Is Turkey 99% Muslim? New study answers

Though Recep Tayyip Erdoğan, a conservative Islamist, has remained Turkey’s head of state for almost two decades, contrary to expectations, Turkish society‘s religious credentials have plummeted, and new research on “Turkey’s Religious Perception” has revealed that Turkey is not “a 99% Muslim country” as it is described.

The research, by Hatem Iata and Abdullah Gadej of the Ankara Institute, shows interesting results: They concluded that the phrase “99% Muslim country” does not reflect reality.

According to the research, 5.9% of those in Turkey identify themselves as “Rabbids and Atheists.”

92.3% of respondents identified themselves as Muslim, 3.2% as Rabbians, and 2.7% as atheists.

When looking at the party’s preferences, all AKP and MHP participants and 96% of Good Party members stated that they were Muslim, with 78% of CHP and HDP respondents stating that they were Muslim.

While 10% of CHP participants identified themselves as Rabbids, 7% as Atheists, 9% of HDP participants identified as Rabbids, and 8% as Atheists.

93% of the community stated that they pray and ask God for help when they have a problem, and 86% of the participants stated that they believe in God’s existence, and they have no doubt about it.

Of those who said, “I believe in God, although I have some doubts,” 7% said, “I am not sure of God” 2.5%, and said, “I do not believe in God” 2.5%.

Half of the community declared that they believe that the most important criterion for religion is faith in God, and those who believe that keeping the heart clean and moral is the most important criterion is 29%, and those who believe that performing their prayers to the fullest is the most important criterion is 10%.

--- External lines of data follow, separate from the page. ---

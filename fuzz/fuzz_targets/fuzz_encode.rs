#![no_main]
use libfuzzer_sys::fuzz_target;

use reasm::{encode, Attribs, LabelId, MachineMode, MemOperand, Mnemonic, Operand, Register};

const MNEMONICS: &[Mnemonic] = &[
    Mnemonic::Add,
    Mnemonic::And,
    Mnemonic::Call,
    Mnemonic::Cmp,
    Mnemonic::Dec,
    Mnemonic::Inc,
    Mnemonic::Int3,
    Mnemonic::Jb,
    Mnemonic::Jcxz,
    Mnemonic::Jecxz,
    Mnemonic::Jknzd,
    Mnemonic::Jkzd,
    Mnemonic::Jmp,
    Mnemonic::Jnz,
    Mnemonic::Jrcxz,
    Mnemonic::Jz,
    Mnemonic::Lea,
    Mnemonic::Loop,
    Mnemonic::Loope,
    Mnemonic::Loopne,
    Mnemonic::Mov,
    Mnemonic::Nop,
    Mnemonic::Or,
    Mnemonic::Pop,
    Mnemonic::Push,
    Mnemonic::Ret,
    Mnemonic::Sub,
    Mnemonic::Test,
    Mnemonic::Xor,
    Mnemonic::Vblendvpd,
    Mnemonic::Vblendvps,
    Mnemonic::Vfmaddps,
    Mnemonic::Vfmsubpd,
    Mnemonic::Vfnmaddss,
    Mnemonic::Vpblendvb,
    Mnemonic::Vpcmov,
    Mnemonic::Vpperm,
];

const REGISTERS: &[Register] = &[
    Register::Al,
    Register::Ah,
    Register::Spl,
    Register::R9b,
    Register::Ax,
    Register::Di,
    Register::R10w,
    Register::Eax,
    Register::Esp,
    Register::Ebp,
    Register::R11d,
    Register::Rax,
    Register::Rsp,
    Register::Rbp,
    Register::Rsi,
    Register::R8,
    Register::R13,
    Register::Rip,
    Register::Fs,
    Register::Gs,
    Register::Xmm0,
    Register::Xmm5,
    Register::Xmm13,
    Register::Ymm2,
    Register::Ymm9,
];

const ATTRIBS: &[Attribs] = &[
    Attribs::NONE,
    Attribs::LOCK,
    Attribs::REP,
    Attribs::REPNE,
    Attribs::XACQUIRE,
    Attribs::OPERAND_SIZE8,
    Attribs::OPERAND_SIZE16,
    Attribs::OPERAND_SIZE32,
    Attribs::OPERAND_SIZE64,
];

struct Input<'a> {
    data: &'a [u8],
    pos: usize,
}

impl Input<'_> {
    fn byte(&mut self) -> u8 {
        let b = self.data.get(self.pos).copied().unwrap_or(0);
        self.pos += 1;
        b
    }

    fn i64(&mut self) -> i64 {
        let mut bytes = [0u8; 8];
        for b in &mut bytes {
            *b = self.byte();
        }
        i64::from_le_bytes(bytes)
    }

    fn reg(&mut self) -> Register {
        REGISTERS[self.byte() as usize % REGISTERS.len()]
    }

    fn operand(&mut self) -> Operand {
        match self.byte() % 5 {
            0 => Operand::None,
            1 => Operand::Reg(self.reg()),
            2 => Operand::Imm(self.i64()),
            3 => Operand::Label(LabelId(u32::from(self.byte()))),
            _ => {
                let selector = self.byte();
                let mut mem = MemOperand {
                    size: u16::from(self.byte() % 33),
                    scale: self.byte(),
                    disp: self.i64(),
                    ..MemOperand::default()
                };
                if selector & 1 != 0 {
                    mem.base = Some(self.reg());
                }
                if selector & 2 != 0 {
                    mem.index = Some(self.reg());
                }
                if selector & 4 != 0 {
                    mem.label = Some(LabelId(u32::from(self.byte())));
                }
                if selector & 8 != 0 {
                    mem.segment = Some(self.reg());
                }
                Operand::Mem(mem)
            }
        }
    }
}

fuzz_target!(|data: &[u8]| {
    let mut input = Input { data, pos: 0 };

    let mode = if input.byte() & 1 == 0 {
        MachineMode::Amd64
    } else {
        MachineMode::I386
    };
    let mnemonic = MNEMONICS[input.byte() as usize % MNEMONICS.len()];

    let mut attribs = Attribs::NONE;
    for _ in 0..2 {
        attribs |= ATTRIBS[input.byte() as usize % ATTRIBS.len()];
    }

    let count = usize::from(input.byte()) % 6;
    let mut operands = [Operand::None; 5];
    for slot in operands.iter_mut().take(count) {
        *slot = input.operand();
    }

    // The probe encoder must never panic; impossible combinations return
    // an error.
    let _ = encode(mode, attribs, mnemonic, &operands[..count]);
});
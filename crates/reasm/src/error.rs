//! Error type for encoding and program management.

use core::fmt;

use crate::program::LabelId;

/// Errors surfaced by the encoder and the program model.
///
/// The encode path itself has exactly one failure mode:
/// [`Error::ImpossibleInstruction`]. Unresolved labels are *not* errors:
/// they encode with placeholder displacements and flag the context for an
/// extra layout pass.
#[derive(Debug, Clone, Copy, PartialEq, Eq)]
#[cfg_attr(feature = "serde", derive(serde::Serialize, serde::Deserialize))]
pub enum Error {
    /// The byte-level encoder rejected the request: the mnemonic does not
    /// exist for the target mode, or the operand combination cannot be
    /// encoded.
    ImpossibleInstruction,

    /// A label id that was never created by this program.
    UnknownLabel {
        /// The offending label id.
        label: LabelId,
    },

    /// A label was bound to a position more than once.
    LabelRedefined {
        /// The label that was bound twice.
        label: LabelId,
    },

    /// An external label cannot be bound to a program position; its address
    /// belongs to the linking stage.
    ExternalLabelBound {
        /// The external label.
        label: LabelId,
    },

    /// Layout did not reach a fixed point within the allowed number of
    /// passes (possible oscillation).
    LayoutDiverged {
        /// Maximum number of layout passes allowed.
        max_passes: usize,
    },
}

impl fmt::Display for Error {
    fn fmt(&self, f: &mut fmt::Formatter<'_>) -> fmt::Result {
        match self {
            Error::ImpossibleInstruction => write!(f, "impossible instruction"),
            Error::UnknownLabel { label } => write!(f, "unknown label {}", label),
            Error::LabelRedefined { label } => write!(f, "label {} bound more than once", label),
            Error::ExternalLabelBound { label } => {
                write!(f, "external label {} cannot be bound", label)
            }
            Error::LayoutDiverged { max_passes } => {
                write!(
                    f,
                    "layout exceeded maximum of {} passes (possible oscillation)",
                    max_passes
                )
            }
        }
    }
}

#[cfg(feature = "std")]
impl std::error::Error for Error {}
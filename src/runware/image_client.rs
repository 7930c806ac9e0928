use crate::{
    error::{Result, RunwareError},
    logger,
    models::{GenerationConfig, ResultSet, TaskRequest},
    runware::{response, Transport},
};
use futures::future::join_all;
use std::sync::Arc;
use tokio::task::JoinHandle;

#[derive(Clone)]
pub struct ImageClient {
    transport: Arc<dyn Transport>,
}

impl ImageClient {
    pub fn new(transport: Arc<dyn Transport>) -> Self {
        Self { transport }
    }

    /// Validates, assembles and sends one generation task.
    ///
    /// Validation happens before anything goes over the wire.
    pub async fn run(&self, config: &GenerationConfig) -> Result<ResultSet> {
        let task = config.build_task()?;
        self.send(&task).await
    }

    /// Runs `config` and returns the requested representation of the first image.
    pub async fn image_data(&self, config: &GenerationConfig) -> Result<String> {
        let results = self.run(config).await?;
        results
            .image_data(config.output_type())
            .map(String::from)
    }

    /// Runs several configs concurrently; results come back in input order.
    pub async fn run_many(&self, configs: &[GenerationConfig]) -> Vec<Result<ResultSet>> {
        join_all(configs.iter().map(|config| self.run(config))).await
    }

    /// Runs on the tokio runtime in the background.
    ///
    /// Must be called from within a tokio runtime.
    pub fn spawn(&self, config: GenerationConfig) -> JoinHandle<Result<ResultSet>> {
        let client = self.clone();
        tokio::spawn(async move { client.run(&config).await })
    }

    /// Blocking variant for callers without a runtime.
    ///
    /// Builds a current-thread runtime per call, so it must not be called from
    /// inside an async context.
    pub fn run_blocking(&self, config: &GenerationConfig) -> Result<ResultSet> {
        let runtime = tokio::runtime::Builder::new_current_thread()
            .enable_all()
            .build()
            .map_err(|e| RunwareError::Internal(format!("failed to start runtime: {}", e)))?;
        runtime.block_on(self.run(config))
    }

    pub fn to_json(&self, config: &GenerationConfig, pretty: bool) -> Result<String> {
        config.to_json(pretty)
    }

    async fn send(&self, task: &TaskRequest) -> Result<ResultSet> {
        let body = task.to_wire_body()?;
        log::info!(
            "🎨 Dispatching {} task {}",
            task.task_type(),
            task.task_uuid()
        );
        log::debug!("Request payload: {}", body);

        let _timer = logger::timer(&format!("{} {}", task.task_type(), task.task_uuid()));
        let response_body = self.transport.post(body).await?;
        response::parse_generation(&response_body)
    }
}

While 46% of respondents said they disagreed with the view that “as long as I am moral, it is not important to believe in God,” 37% said they agreed.

76% of the respondents wanted their children to be religious, those who didn’t care whether their children were religious were 12%, and those who didn’t want their children to be religious 9%.

Half of the participants reported that they had learned basic information about religion from their families, that they had learned religious information by looking for themselves 20%, and that they had learned 15% at the mosque.

A study conducted by the Konda Polling Institute, which included 5,793 Turks in 36 regions including cities and villages, showed that the percentage of Turks who describe themselves as “religious” dropped from 54% to 51%, while the percentage of “deeply religious” Turks did not exceed 10%.

Two out of three Turks fast during Ramadan, 77%, and the number of atheists has tripled.